Vladimir Putin unleashed his largest drone attack on Ukraine to date, hours after Donald Trump vowed to send more aid to Kyiv and accused the Russian president of giving him “bulls--t.”
The aerial assault saw 728 drones and 13 missiles launched upon Ukraine, according to the Ukrainian Air Force, surpassing the previous record of 539 drones set just a week ago on July 4. At least one civilian was killed in the attack, local officials said.
“This is a telling attack – and it comes precisely at a time when so many efforts have been made to achieve peace, to establish a ceasefire, and yet only Russia continues to rebuff them all,” Ukrainian President Volodymyr Zelensky wrote on X.
Calling for more sanctions on Russia, he added: “Our partners know how to apply pressure in a way that will force Russia to think about ending the war, not launching new strikes.
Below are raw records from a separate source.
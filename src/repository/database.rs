use rustc_hash::FxHashMap;
use sqlx::{
    sqlite::{SqliteConnectOptions, SqlitePoolOptions},
    Pool, QueryBuilder, Row, Sqlite,
};
use std::path::PathBuf;
use std::str::FromStr;
use std::time::SystemTime;
use tracing::{debug, info, warn};

use crate::error::Result;
use crate::model::{
    CatalogEntry, ChangePhase, ChangeRecord, ChangeStep, HashEntry, MatchPolicy,
    CHANGELOG_VERSION,
};

use super::SCHEMA_VERSION;

/// Rows per multi-row INSERT when filling the catalog
const BATCH_SIZE: usize = 5000;

/// Database abstraction for SQLite operations
pub struct Database {
    pool: Pool<Sqlite>,
}

impl Database {
    /// Create a new database connection
    pub async fn new(db_path: &str) -> Result<Self> {
        // FULL sync: a changelog row must be on disk before the step it announces runs
        let options = SqliteConnectOptions::from_str(&format!("sqlite:{}?mode=rwc", db_path))?
            .journal_mode(sqlx::sqlite::SqliteJournalMode::Wal)
            .synchronous(sqlx::sqlite::SqliteSynchronous::Full)
            .pragma("temp_store", "MEMORY")
            .pragma("cache_size", "-64000"); // 64MB cache

        let pool = SqlitePoolOptions::new()
            .max_connections(1)
            .connect_with(options)
            .await?;

        Ok(Self { pool })
    }

    /// Initialize database schema, returns true if the store was created fresh
    pub async fn init_schema(&self) -> Result<bool> {
        sqlx::query(
            "CREATE TABLE IF NOT EXISTS metadata (
                key TEXT PRIMARY KEY,
                value TEXT NOT NULL
            )",
        )
        .execute(&self.pool)
        .await?;

        let stored_version = self.get_metadata("schema_version").await?;
        let fresh = stored_version.is_none();

        if let Some(stored) = stored_version.as_deref()
            && stored != SCHEMA_VERSION
        {
            // Hashes and changelog are durable; only the catalog is disposable
            warn!(
                stored,
                current = SCHEMA_VERSION,
                "Schema version changed, rebuilding the candidate catalog"
            );
            sqlx::query("DROP TABLE IF EXISTS index_target_directories")
                .execute(&self.pool)
                .await?;
        }

        self.create_catalog_table().await?;
        self.create_hashes_table().await?;
        self.create_changelog_table().await?;

        if stored_version.as_deref() != Some(SCHEMA_VERSION) {
            self.set_metadata("schema_version", SCHEMA_VERSION).await?;
        }

        Ok(fresh)
    }

    /// Get metadata value by key
    pub async fn get_metadata(&self, key: &str) -> Result<Option<String>> {
        Ok(sqlx::query("SELECT value FROM metadata WHERE key = ?")
            .bind(key)
            .fetch_optional(&self.pool)
            .await?
            .map(|row| row.get("value")))
    }

    /// Set metadata value
    pub async fn set_metadata(&self, key: &str, value: &str) -> Result<()> {
        sqlx::query("INSERT OR REPLACE INTO metadata (key, value) VALUES (?, ?)")
            .bind(key)
            .bind(value)
            .execute(&self.pool)
            .await?;
        Ok(())
    }

    // ---- candidate catalog ----

    async fn create_catalog_table(&self) -> Result<()> {
        sqlx::query(
            "CREATE TABLE IF NOT EXISTS index_target_directories (
                fullpath TEXT PRIMARY KEY,
                filename TEXT NOT NULL,
                size INTEGER NOT NULL,
                priority INTEGER NOT NULL
            )",
        )
        .execute(&self.pool)
        .await?;
        sqlx::query(
            "CREATE INDEX IF NOT EXISTS index_target_directories__filename
             ON index_target_directories(filename)",
        )
        .execute(&self.pool)
        .await?;
        sqlx::query(
            "CREATE INDEX IF NOT EXISTS index_target_directories__size
             ON index_target_directories(size)",
        )
        .execute(&self.pool)
        .await?;
        Ok(())
    }

    /// Drop and recreate the candidate catalog
    pub async fn reset_catalog(&self) -> Result<()> {
        sqlx::query("DROP TABLE IF EXISTS index_target_directories")
            .execute(&self.pool)
            .await?;
        self.create_catalog_table().await
    }

    /// Insert catalog rows in one transaction. Paths already present are kept.
    pub async fn insert_catalog_entries(&self, entries: &[CatalogEntry]) -> Result<()> {
        let mut tx = self.pool.begin().await?;

        for chunk in entries.chunks(BATCH_SIZE) {
            let mut qb: QueryBuilder<Sqlite> = QueryBuilder::new(
                "INSERT OR IGNORE INTO index_target_directories (fullpath, filename, size, priority) ",
            );
            qb.push_values(chunk, |mut row, entry| {
                row.push_bind(entry.fullpath.as_str())
                    .push_bind(entry.filename.as_str())
                    .push_bind(entry.size)
                    .push_bind(entry.priority);
            });
            qb.build().execute(&mut *tx).await?;
        }

        tx.commit().await?;
        Ok(())
    }

    /// Number of files in the catalog
    pub async fn catalog_len(&self) -> Result<i64> {
        Ok(sqlx::query_scalar("SELECT COUNT(*) FROM index_target_directories")
            .fetch_one(&self.pool)
            .await?)
    }

    /// Catalog paths matching `policy`, best priority first, ties in insertion order.
    ///
    /// Returns nothing when the predicates the policy needs are missing.
    pub async fn find_candidates(
        &self,
        policy: MatchPolicy,
        size: Option<u64>,
        filename: Option<&str>,
    ) -> Result<Vec<PathBuf>> {
        let size = size.map(|s| s as i64);
        let mut qb: QueryBuilder<Sqlite> =
            QueryBuilder::new("SELECT fullpath FROM index_target_directories WHERE ");

        match (policy, size, filename) {
            (MatchPolicy::Size, Some(size), _) => {
                qb.push("size = ").push_bind(size);
            }
            (MatchPolicy::Filename, _, Some(name)) => {
                qb.push("filename = ").push_bind(name);
            }
            (MatchPolicy::SizeOrFilename, Some(size), Some(name)) => {
                qb.push("(size = ")
                    .push_bind(size)
                    .push(" OR filename = ")
                    .push_bind(name)
                    .push(")");
            }
            (MatchPolicy::SizeOrFilename, Some(size), None) => {
                qb.push("size = ").push_bind(size);
            }
            (MatchPolicy::SizeOrFilename, None, Some(name)) => {
                qb.push("filename = ").push_bind(name);
            }
            (MatchPolicy::SizeAndFilename, Some(size), Some(name)) => {
                qb.push("size = ")
                    .push_bind(size)
                    .push(" AND filename = ")
                    .push_bind(name);
            }
            _ => return Ok(Vec::new()),
        }
        qb.push(" ORDER BY priority, rowid");

        let paths: Vec<String> = qb.build_query_scalar().fetch_all(&self.pool).await?;
        Ok(paths.into_iter().map(PathBuf::from).collect())
    }

    // ---- hash cache ----

    async fn create_hashes_table(&self) -> Result<()> {
        sqlx::query(
            "CREATE TABLE IF NOT EXISTS hashes (
                fullpath TEXT PRIMARY KEY,
                hash TEXT NOT NULL,
                size INTEGER NOT NULL,
                mtime INTEGER NOT NULL
            )",
        )
        .execute(&self.pool)
        .await?;
        Ok(())
    }

    /// Cached hash row for a path, whatever its size and mtime
    pub async fn get_hash_entry(&self, fullpath: &str) -> Result<Option<HashEntry>> {
        let row = sqlx::query("SELECT fullpath, hash, size, mtime FROM hashes WHERE fullpath = ?")
            .bind(fullpath)
            .fetch_optional(&self.pool)
            .await?;

        Ok(row.map(|row| HashEntry {
            fullpath: row.get("fullpath"),
            hash: row.get("hash"),
            size: row.get("size"),
            mtime: row.get("mtime"),
        }))
    }

    /// Insert or overwrite the cached hash of a path
    pub async fn save_hash_entry(&self, entry: &HashEntry) -> Result<()> {
        sqlx::query("INSERT OR REPLACE INTO hashes (fullpath, hash, size, mtime) VALUES (?, ?, ?, ?)")
            .bind(&entry.fullpath)
            .bind(&entry.hash)
            .bind(entry.size)
            .bind(entry.mtime)
            .execute(&self.pool)
            .await?;
        Ok(())
    }

    /// Forget every cached hash
    pub async fn clear_hashes(&self) -> Result<()> {
        sqlx::query("DROP TABLE IF EXISTS hashes")
            .execute(&self.pool)
            .await?;
        self.create_hashes_table().await?;
        info!("Hash cache cleared");
        Ok(())
    }

    // ---- changelog ----

    async fn create_changelog_table(&self) -> Result<()> {
        sqlx::query(
            "CREATE TABLE IF NOT EXISTS changelog (
                id INTEGER PRIMARY KEY AUTOINCREMENT,
                date REAL NOT NULL,
                fullpath TEXT NOT NULL,
                filechanged TEXT NOT NULL,
                target TEXT NOT NULL,
                action TEXT NOT NULL,
                version REAL NOT NULL
            )",
        )
        .execute(&self.pool)
        .await?;
        sqlx::query("CREATE INDEX IF NOT EXISTS changelog__fullpath ON changelog(fullpath)")
            .execute(&self.pool)
            .await?;
        Ok(())
    }

    /// Append one changelog row, committed before returning
    pub async fn append_change(
        &self,
        fullpath: &str,
        filechanged: &str,
        target: &str,
        action: &str,
    ) -> Result<()> {
        let date = SystemTime::now()
            .duration_since(SystemTime::UNIX_EPOCH)
            .map(|d| d.as_secs_f64())
            .unwrap_or_default();

        sqlx::query(
            "INSERT INTO changelog (date, fullpath, filechanged, target, action, version)
             VALUES (?, ?, ?, ?, ?, ?)",
        )
        .bind(date)
        .bind(fullpath)
        .bind(filechanged)
        .bind(target)
        .bind(action)
        .bind(CHANGELOG_VERSION)
        .execute(&self.pool)
        .await?;

        debug!(fullpath, filechanged, target, action, "changelog");
        Ok(())
    }

    /// Every changelog row in write order
    pub async fn changelog(&self) -> Result<Vec<ChangeRecord>> {
        let rows = sqlx::query(
            "SELECT id, date, fullpath, filechanged, target, action, version
             FROM changelog ORDER BY id",
        )
        .fetch_all(&self.pool)
        .await?;

        Ok(rows
            .into_iter()
            .map(|row| ChangeRecord {
                id: row.get("id"),
                date: row.get("date"),
                fullpath: row.get("fullpath"),
                filechanged: row.get("filechanged"),
                target: row.get("target"),
                action: row.get("action"),
                version: row.get("version"),
            })
            .collect())
    }

    /// START rows never followed by a COMMIT for the same file and step.
    ///
    /// Each one names a mutation whose filesystem state is unknown because the
    /// process stopped between the two rows.
    pub async fn unfinished_steps(&self) -> Result<Vec<ChangeRecord>> {
        let mut open: FxHashMap<(String, ChangeStep), ChangeRecord> = FxHashMap::default();
        let mut unfinished = Vec::new();

        for record in self.changelog().await? {
            let Some(action) = record.parsed_action() else {
                continue;
            };
            let key = (record.fullpath.clone(), action.step);
            match action.phase {
                ChangePhase::Start => {
                    if let Some(previous) = open.insert(key, record) {
                        unfinished.push(previous);
                    }
                }
                ChangePhase::Commit => {
                    open.remove(&key);
                }
            }
        }

        unfinished.extend(open.into_values());
        unfinished.sort_by_key(|r| r.id);
        Ok(unfinished)
    }

    /// Delete the whole changelog
    pub async fn clear_changelog(&self) -> Result<()> {
        sqlx::query("DROP TABLE IF EXISTS changelog")
            .execute(&self.pool)
            .await?;
        self.create_changelog_table().await?;
        info!("Changelog cleared");
        Ok(())
    }
}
Everyone who wants peace must act.”

The assault follows an extraordinary shift in rhetoric from the White House this week, which saw President Trump pledge to provide additional military support to Ukraine and consider new sanctions.
“We get a lot of bulls--t thrown at us by Putin, if you want to know the truth,” Trump said during a Cabinet meeting on Tuesday. “He’s very nice all the time but it turns out to be meaningless.”
Monday saw Trump promise to restore arms shipments to Ukraine after the Pentagon made the surprise decision to cut them off last week, startling military leaders in both D.C. and Kyiv. Defense Secretary Pete Hegseth did not inform the White House before deciding to pause the shipments, according to CNN.
“We’re going to send some more weapons (to Ukraine),” Trump announced on Monday evening. “We have to—they have to be able to defend themselves.”
“They’re getting hit very hard. We’re going to have to send more weapons,” he added. “Defensive weapons, primarily, but they’re getting hit very, very hard.”

On Tuesday, leaked audio obtained by CNN captured Trump bragging to donors on the campaign trail in 2024 that he told Putin he would bomb Moscow if Russia ever invaded Ukraine.
“With Putin, I said ‘If you go into Ukraine, I’m gonna bomb the s–-t out of Moscow,” Trump said in the leaked recording. “‘I’m telling you, I have no choice—the public.’ So he goes like, ‘I don’t believe you.’ He said, ‘No way.’ And I said, ‘Way.’”
Trump claimed Putin believed “10 percent” of his threat, which was enough to deter him, and added he had said the same thing to Chinese Premier Xi Jinping if he ever invaded Taiwan.

“Ten percent is all you need. In fact, five percent would have been okay, too. And we never had a problem. We would have never had a problem,” Trump can be heard saying.
Putin’s spokesperson, Dmitry Peskov, on Wednesday responded to the CNN report by saying he couldn’t confirm or deny whether Trump had made the threat. “Whether it is fake or not, we do not know either,” Peskov said, according to Reuters. “There is a lot of fake news these days.”